Wednesday, May 14, 2008

Discovering The True Self/Thoughts On Love

One of my favorite thoughts from Buddhism is the idea of discovering the face we had before our parents were born. This is the face of the true self. The true self is who we are in God. Unfortunately, the face that we present and that others see is usually the face of our false self. It is not who we really are. The process of becoming a Buddha, or an "enlightened one" is to peel away the layers of the false self and discover our true self. This process of awakening is part of all spiritual journeys, regardless of the tradition. All Buddhists, Christians, Muslims, Hindus, and others are all seeking this in some fashion or another. What would our world be like if we all attained this state of awakening and inner conversion? What would daily life be like if we were all our true and good selves? The world would never be dark and evil would cease to exist because we would all be glowing and full of light.

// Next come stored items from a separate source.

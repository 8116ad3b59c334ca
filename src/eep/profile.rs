//! Profile descriptors and channel specifications.
//!
//! These are the validated, immutable forms produced by the profile table
//! loader. A [`ProfileDescriptor`] owns its ordered [`ChannelSpec`]s; nothing
//! here is mutated after the registry is built.

use crate::eep::id::EepId;
use crate::eep::platform::{EntityCategory, PlatformKind, StateClass};
use serde::Serialize;

/// Linear map from a raw integer range to a physical range.
///
/// `raw_min` may exceed `raw_max` for inverted scales such as A5-02-05,
/// where raw 255 is 0 °C and raw 0 is 40 °C.
#[derive(Debug, Clone, Copy, PartialEq, Serialize)]
pub struct NumericScale {
    pub raw_min: u32,
    pub raw_max: u32,
    pub min: f64,
    pub max: f64,
}

impl NumericScale {
    /// Raw integer range with no physical scaling.
    pub fn identity(raw_min: u32, raw_max: u32) -> Self {
        Self {
            raw_min,
            raw_max,
            min: f64::from(raw_min),
            max: f64::from(raw_max),
        }
    }

    /// Raw bounds ordered low to high.
    pub fn raw_bounds(&self) -> (u32, u32) {
        (self.raw_min.min(self.raw_max), self.raw_min.max(self.raw_max))
    }

    /// Physical bounds ordered low to high.
    pub fn physical_bounds(&self) -> (f64, f64) {
        (self.min.min(self.max), self.min.max(self.max))
    }

    pub fn contains_raw(&self, raw: u32) -> bool {
        let (lo, hi) = self.raw_bounds();
        (lo..=hi).contains(&raw)
    }

    /// Physical size of one raw step.
    pub fn step(&self) -> f64 {
        ((self.max - self.min) / (f64::from(self.raw_max) - f64::from(self.raw_min))).abs()
    }

    /// Scale a raw value; `None` when outside the declared raw range.
    pub fn to_physical(&self, raw: u32) -> Option<f64> {
        if !self.contains_raw(raw) {
            return None;
        }
        let raw_span = f64::from(self.raw_max) - f64::from(self.raw_min);
        Some(self.min + (f64::from(raw) - f64::from(self.raw_min)) * (self.max - self.min) / raw_span)
    }

    /// Inverse of [`to_physical`](Self::to_physical), rounding to the
    /// nearest raw step; `None` when `value` lies outside the physical range.
    pub fn to_raw(&self, value: f64) -> Option<u32> {
        if !value.is_finite() {
            return None;
        }
        let (lo, hi) = self.physical_bounds();
        let slack = (hi - lo) * 1e-9;
        if value < lo - slack || value > hi + slack {
            return None;
        }

        let raw_span = f64::from(self.raw_max) - f64::from(self.raw_min);
        let raw = f64::from(self.raw_min) + (value - self.min) * raw_span / (self.max - self.min);
        let (raw_lo, raw_hi) = self.raw_bounds();
        let rounded = raw.round().clamp(f64::from(raw_lo), f64::from(raw_hi));
        Some(rounded as u32)
    }
}

/// One raw value to symbol mapping of an enum channel.
#[derive(Debug, Clone, PartialEq, Eq, Serialize)]
pub struct EnumItem {
    pub value: u32,
    pub symbol: String,
    pub description: Option<String>,
}

/// Entity id suffix for a channel name: lowercase, spaces as underscores.
pub fn entity_key(name: &str) -> String {
    name.to_lowercase().replace(' ', "_")
}

/// How a channel's raw bits are interpreted.
#[derive(Debug, Clone, PartialEq, Serialize)]
#[serde(tag = "kind", rename_all = "snake_case")]
pub enum ValueKind {
    Value(NumericScale),
    /// Items sorted by raw value.
    Enum { items: Vec<EnumItem> },
    Boolean,
}

impl ValueKind {
    pub fn symbol_for(&self, raw: u32) -> Option<&str> {
        match self {
            ValueKind::Enum { items } => items
                .binary_search_by_key(&raw, |item| item.value)
                .ok()
                .map(|index| items[index].symbol.as_str()),
            _ => None,
        }
    }

    pub fn raw_for_symbol(&self, symbol: &str) -> Option<u32> {
        match self {
            ValueKind::Enum { items } => items
                .iter()
                .find(|item| item.symbol == symbol)
                .map(|item| item.value),
            _ => None,
        }
    }

    pub fn name(&self) -> &'static str {
        match self {
            ValueKind::Value(_) => "value",
            ValueKind::Enum { .. } => "enum",
            ValueKind::Boolean => "boolean",
        }
    }
}

/// Constant bits written next to a channel when encoding a command, such
/// as the command identifier nibble of a VLD actuator telegram.
#[derive(Debug, Clone, Copy, PartialEq, Eq, Serialize)]
pub struct FixedBits {
    pub offset: u16,
    pub size: u16,
    pub value: u32,
}

/// Presentation metadata carried through to the entity layer.
#[derive(Debug, Clone, Default, PartialEq, Serialize)]
pub struct EntityMeta {
    pub unit: Option<String>,
    pub device_class: Option<String>,
    pub state_class: Option<StateClass>,
    pub icon: Option<String>,
    pub entity_category: Option<EntityCategory>,
}

/// A named, independently decodable field of a telegram payload.
#[derive(Debug, Clone, PartialEq, Serialize)]
pub struct ChannelSpec {
    pub name: String,
    pub description: String,
    /// Bit offset from the MSB of the first data byte
    pub offset: u16,
    /// Width in bits
    pub size: u16,
    pub kind: ValueKind,
    pub platform: PlatformKind,
    pub meta: EntityMeta,
    pub command_bits: Vec<FixedBits>,
}

impl ChannelSpec {
    pub fn is_command_capable(&self) -> bool {
        self.platform.is_command_capable()
    }
}

/// Validated profile: identity, payload length and ordered channels.
#[derive(Debug, Clone, PartialEq, Serialize)]
pub struct ProfileDescriptor {
    pub eep: EepId,
    pub title: String,
    /// Declared user data length in bytes (excluding RORG, sender, status)
    pub data_len: usize,
    pub channels: Vec<ChannelSpec>,
}

impl ProfileDescriptor {
    pub fn channel(&self, name: &str) -> Option<&ChannelSpec> {
        self.channels.iter().find(|c| c.name == name)
    }

    pub fn command_channels(&self) -> impl Iterator<Item = &ChannelSpec> {
        self.channels.iter().filter(|c| c.is_command_capable())
    }
}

The point of all spirituality and spiritual practices is not to rack up brownie points with God. God doesn't need anything from us. The point of the spiritual life is the transformation of the human heart. You can go to church ten times a day but if nothing is happening or changing within you, you may as well go to the track. Everything in the spiritual life, and the transformation of the human heart, is all about love. If there's no love, there's no spiritual life. If your spiritual life and your daily living are not making you a more loving person, you're spinning your wheels and you are stuck in the mud. I think life's final exam will only have a few questions. It won't matter what you were in life. God won't say, "Buddhists to the right, Hindu's to the left. Christians, Muslims, and Jews, go to the head of the line. The only thing that will matter is who we were and how well we can answer the following questions.

Did you let go of your ego?

How much did you love?

Did you live with joy?

Did you forgive?

Were you grateful for all the beauty in life?

Did you notice the color purple?

The last time I shared this last question some people asked what it meant. It's from the book entitled The Color Purple by Alice Walker. In the story one of the characters remarks "I think it pisses God off if you don't notice the color purple".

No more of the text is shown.